Dada la heterogénea situación de seguridad jurídica y de acceso a la protección social en la que se encuentran las personas migrantes y refugiadas en los países de la región, se han evidenciado muy pocas políticas específicas para garantizar plenamente los derechos de estas poblaciones en medio de la pandemia. Aunque algunos países, como Brasil y Uruguay, han permitido que la población migrante regularizada se beneficie de los programas socioeconómicos y de salud implementados para minimizar los efectos de la pandemia, otros han hecho de la vista gorda a las prácticas que limitan el acceso de las personas migrantes a la protección social y el ejercicio de sus derechos (tales como desalojos residenciales o la falta de acceso a programas de emergencia debido a presentar un estatus irregular o documentación vencida). Al mismo tiempo, en la región se han suspendido o retrasado los procedimientos migratorios y de asilo, como permisos de residencia, visas, entrevistas para la solicitud de asilo, entre otros.

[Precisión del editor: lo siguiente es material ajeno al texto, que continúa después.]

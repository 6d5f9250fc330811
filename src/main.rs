//! mailwatchd: the subscription lifecycle daemon.
//!
//! Wires the store, credential resolver, provider clients and reconciler
//! together and runs the cron scheduler until ctrl-c. The webhook receive
//! path lives in the host HTTP application, which embeds
//! [`mailwatch::router::NotificationRouter`] directly; this binary only
//! drives the scheduled reconcile and cleanup passes.

use std::sync::Arc;

use mailwatch::cipher::AesGcmCipher;
use mailwatch::config;
use mailwatch::credentials::CredentialResolver;
use mailwatch::provider::gmail::GmailWatchClient;
use mailwatch::provider::outlook::OutlookSubscriptionClient;
use mailwatch::provider::ClientRegistry;
use mailwatch::reconciler::{Reconciler, ReconcilerSettings};
use mailwatch::scheduler::WatchScheduler;
use mailwatch::store::AccountStore;

#[tokio::main]
async fn main() -> Result<(), Box<dyn std::error::Error>> {
    env_logger::Builder::from_env(env_logger::Env::default().default_filter_or("info")).init();

    let config = config::load_config().map_err(std::io::Error::other)?;

    let store = Arc::new(AccountStore::open()?);
    let cipher = Arc::new(AesGcmCipher::from_env().map_err(std::io::Error::other)?);
    let http = reqwest::Client::builder()
        .timeout(std::time::Duration::from_secs(config.request_timeout_secs))
        .build()?;

    let resolver = Arc::new(CredentialResolver::new(
        store.clone(),
        cipher,
        http.clone(),
        config.gmail.oauth.clone(),
        config.outlook.oauth.clone(),
    ));
    let clients = ClientRegistry::new(
        Arc::new(GmailWatchClient::new(http.clone(), &config.gmail)),
        Arc::new(OutlookSubscriptionClient::new(http, &config.outlook)),
    );
    let reconciler = Arc::new(Reconciler::new(
        store,
        resolver,
        clients,
        ReconcilerSettings::from_config(&config),
    ));

    if config.reconcile_on_start {
        let boot = reconciler.clone();
        tokio::spawn(async move {
            boot.run_tick().await;
        });
    }

    let scheduler = WatchScheduler::new(config.schedules.clone(), reconciler);
    scheduler.start();
    log::info!("mailwatchd running (reconcile: {}, cleanup: {})",
        config.schedules.reconcile.cron,
        config.schedules.cleanup.cron
    );

    tokio::signal::ctrl_c().await?;
    log::info!("Shutting down");
    scheduler.stop();
    Ok(())
}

Resulta imposible saber cuándo y cómo volveremos a la normalidad o cuál será la nueva normalidad. Lo que está claro es que las personas migrantes y refugiadas en América Latina, incluidas aquellas que contribuyen como trabajadores esenciales en el sector de la salud, la industria alimentaria y los servicios de entrega, se enfrentan a condiciones exacerbadas de precariedad y vulnerabilidad como resultado de las respuestas a la pandemia.

Esta población también ha estado expuesta a nuevos riesgos cuando es deportada, intenta regresar a sus hogares o ir hacia otro lugar, a pesar del cierre de fronteras. Este escenario ha puesto de manifiesto el papel clave de las organizaciones de la sociedad civil, los gobiernos locales y las organizaciones de migrantes que ayudan a las personas migrantes a satisfacer sus necesidades básicas, como alimentación y vivienda. Las organizaciones internacionales también están tratando de crear conciencia y recaudar fondos para hacer frente a esta crisis.

Aunque fundamentales, ninguna de estas acciones puede ser un sustituto de las medidas estatales. Los gobiernos de toda la región han estado cerrando sus fronteras y forzando la inmovilidad. Pero la movilidad continúa dentro de la inmovilidad y los Estados necesitan urgentemente repensar sus respuestas individuales y coordinar una estrategia colectiva para incluir y proteger a todas las personas que viven en sus territorios.